Doch die Chiralität beinhaltet mehr als einen geometrischen Unterschied. Enantiomere, die unterschiedlichen Versionen einer chiralen Verbindung, können sich auch in ihren Eigenschaften unterscheiden. Die Enantiomere pharmazeutischer Verbindungen variieren dabei von eher harmlosen Eigenschaften wie Geschmack und Geruch, bis hin zu drastischen Veränderungen in Toxizität oder pharmakologischer Wirkung. So kann ein Enantiomer ein ausgezeichnetes Pharmazeutikum sein, während das andere Isomer biologisch inaktiv oder im schlimmsten Fall sogar schädlich für den Patienten ist. Das prominenteste Beispiel dafür ist sicherlich Thalidomid (Contergan) (s. LP-Tipp).
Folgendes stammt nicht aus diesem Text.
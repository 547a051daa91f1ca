// Audio transport seam and a deterministic in-memory implementation.
//
// The real transport (audio decoding, output, the scheduling primitive) is
// an external collaborator; the core only talks to it through `Transport`.
// Cue callbacks and end-of-stream are not stored closures: the host polls
// its transport and forwards `TransportEvent`s to the artwork, which keeps
// both callback sources on one thread and strictly serialized.
//
// `VirtualTransport` is a manually clocked transport used by the player and
// by tests. Its cue queue is a min-heap keyed by `(time, sequence)`, so cues
// fire in non-decreasing time order and, for equal times, in registration
// order. Each registered cue fires at most once per playthrough; pausing
// suspends firing but never drops a cue.

use crate::cue::Cue;
use std::cmp::Ordering;
use std::collections::BinaryHeap;

/// Playback primitives the core needs from an audio transport.
pub trait Transport {
    fn play(&mut self);
    fn pause(&mut self);
    fn is_playing(&self) -> bool;
    /// Playback position in seconds.
    fn current_time(&self) -> f64;
    /// Length of the loaded audio in seconds.
    fn buffer_duration(&self) -> f64;
    /// Register `cue` to fire when playback crosses `time` seconds.
    fn add_cue(&mut self, time: f64, cue: Cue);
    /// Drop every registered cue.
    fn clear_cues(&mut self);
}

/// Something the transport reports back to the host.
#[derive(Clone, Copy, Debug, PartialEq)]
pub enum TransportEvent {
    /// Playback crossed a cue. `at` is the transport time of the crossing.
    Cue { cue: Cue, at: f64 },
    /// Playback reached the end of the buffer and stopped.
    Ended,
}

#[derive(Clone, Copy, Debug)]
struct ScheduledCue {
    time: f64,
    sequence: u64,
    cue: Cue,
}

// Min-heap on (time, sequence): BinaryHeap is a max-heap, so compare
// reversed.
impl PartialEq for ScheduledCue {
    fn eq(&self, other: &Self) -> bool {
        self.cmp(other) == Ordering::Equal
    }
}

impl Eq for ScheduledCue {}

impl PartialOrd for ScheduledCue {
    fn partial_cmp(&self, other: &Self) -> Option<Ordering> {
        Some(self.cmp(other))
    }
}

impl Ord for ScheduledCue {
    fn cmp(&self, other: &Self) -> Ordering {
        other
            .time
            .total_cmp(&self.time)
            .then_with(|| other.sequence.cmp(&self.sequence))
    }
}

/// Deterministic transport advanced by explicit time steps.
#[derive(Clone, Debug)]
pub struct VirtualTransport {
    duration: f64,
    time: f64,
    playing: bool,
    ended: bool,
    /// Every registered cue, kept so a replay after the end can re-arm them.
    registered: Vec<ScheduledCue>,
    /// Cues still to fire in the current playthrough.
    pending: BinaryHeap<ScheduledCue>,
    next_sequence: u64,
}

impl VirtualTransport {
    /// A stopped transport at time 0 holding `duration` seconds of audio.
    pub fn new(duration: f64) -> Self {
        Self {
            duration: duration.max(0.0),
            time: 0.0,
            playing: false,
            ended: false,
            registered: Vec::new(),
            pending: BinaryHeap::new(),
            next_sequence: 0,
        }
    }

    /// Move playback forward by `dt` seconds, returning every cue crossed
    /// (in firing order) and `Ended` if the buffer ran out. Does nothing
    /// while paused.
    pub fn advance(&mut self, dt: f64) -> Vec<TransportEvent> {
        let mut events = Vec::new();
        if !self.playing || dt < 0.0 {
            return events;
        }

        let target = (self.time + dt).min(self.duration);
        while self.pending.peek().is_some_and(|c| c.time <= target) {
            if let Some(scheduled) = self.pending.pop() {
                events.push(TransportEvent::Cue {
                    cue: scheduled.cue,
                    at: scheduled.time.max(self.time),
                });
            }
        }
        self.time = target;

        if self.time >= self.duration {
            self.playing = false;
            self.ended = true;
            events.push(TransportEvent::Ended);
        }
        events
    }

    /// Cues that have not fired yet in this playthrough.
    pub fn pending_cues(&self) -> usize {
        self.pending.len()
    }

    pub fn has_ended(&self) -> bool {
        self.ended
    }

    fn rewind(&mut self) {
        self.time = 0.0;
        self.ended = false;
        self.pending = self.registered.iter().copied().collect();
    }
}

impl Transport for VirtualTransport {
    /// Resume; after the end of the buffer this restarts from 0 with every
    /// cue re-armed.
    fn play(&mut self) {
        if self.ended {
            self.rewind();
        }
        self.playing = true;
    }

    fn pause(&mut self) {
        self.playing = false;
    }

    fn is_playing(&self) -> bool {
        self.playing
    }

    fn current_time(&self) -> f64 {
        self.time
    }

    fn buffer_duration(&self) -> f64 {
        self.duration
    }

    fn add_cue(&mut self, time: f64, cue: Cue) {
        let scheduled = ScheduledCue {
            time,
            sequence: self.next_sequence,
            cue,
        };
        self.next_sequence += 1;
        self.registered.push(scheduled);
        // A cue behind the playhead waits for the next playthrough.
        if time >= self.time {
            self.pending.push(scheduled);
        }
    }

    fn clear_cues(&mut self) {
        self.registered.clear();
        self.pending.clear();
    }
}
Diese möglichen Unterschiede machen die zuverlässige Analyse und Trennung von chiralen pharmazeutischen Substanzen zu einer unbedingten Notwendigkeit für die Arzneimittel- und Patientensicherheit – während der Entwicklung neuer Therapeutika, aber auch in der Qualitätskontrolle von bestehenden pharmazeutischen Produkten.

SFC für die Analyse chiraler Verbindungen

Seit ihrer Einführung in den 1980er Jahren wurde die SFC (supercritical fluid chromatography) aufgrund ihrer überragenden Eigenschaften gegenüber der herkömmlichen HPLC für die Trennung von chiralen Verbindungen verwendet. Überkritische Fluide vereinigen die Eigenschaften von Flüssigkeiten und Gasen und ermöglichen durch ihre niedrige Viskosität und gute Löslichkeit eine schnelle Chromatographie mit sehr guten Trenn­eigenschaften.

Das als mobile Phase verwendete Kohlendioxid ist zudem einfach verfügbar, ungiftig und inert. SFC bietet also nicht nur die Möglichkeit, schnelle Analytik zu betreiben, sondern reduziert auch Lösungsmittelverbrauch und Kosten. Zusammen mit organischen Modifiern können Gradientenelutionen erstellt werden, die den klassischen Normalphasentrennungen ähneln, sodass die SFC Analyten mit einem weiten Polaritätsbereich zugänglich macht.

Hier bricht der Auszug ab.